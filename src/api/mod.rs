//! JIRA API client and types.
//!
//! This module provides the interface for communicating with the JIRA REST API.

mod auth;
mod client;
mod error;
mod types;

pub use auth::Auth;
pub use client::JiraClient;
pub use error::{ApiError, Result};
pub use types::{
    AtlassianDoc, AvatarUrls, CreatedIssue, Issue, IssueAssignment, IssueCreate, IssueFields,
    IssuePriority, IssueStatus, IssueTransition, IssueTransitionRequest, IssueType, IssueUpdate,
    Project, ProjectLead, ProjectVersion, ProjectVersionCreate, TransitionsResponse, User,
};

__Problem details__. All the lines above need to be retyped exactly, with nothing left out.

__Worked solution__.
filename src/api/mod.rs
//! JIRA API client and types.
//!
//! This module provides the interface for communicating with the JIRA REST API.

mod auth;
mod client;
mod error;
mod types;

pub use auth::Auth;
pub use client::JiraClient;
pub use error::{ApiError, Result};
pub use types::{
    AtlassianDoc, AvatarUrls, CreatedIssue, Issue, IssueAssignment, IssueCreate, IssueFields,
    IssuePriority, IssueStatus, IssueTransition, IssueTransitionRequest, IssueType, IssueUpdate,
    Project, ProjectLead, ProjectVersion, ProjectVersionCreate, TransitionsResponse, User,
};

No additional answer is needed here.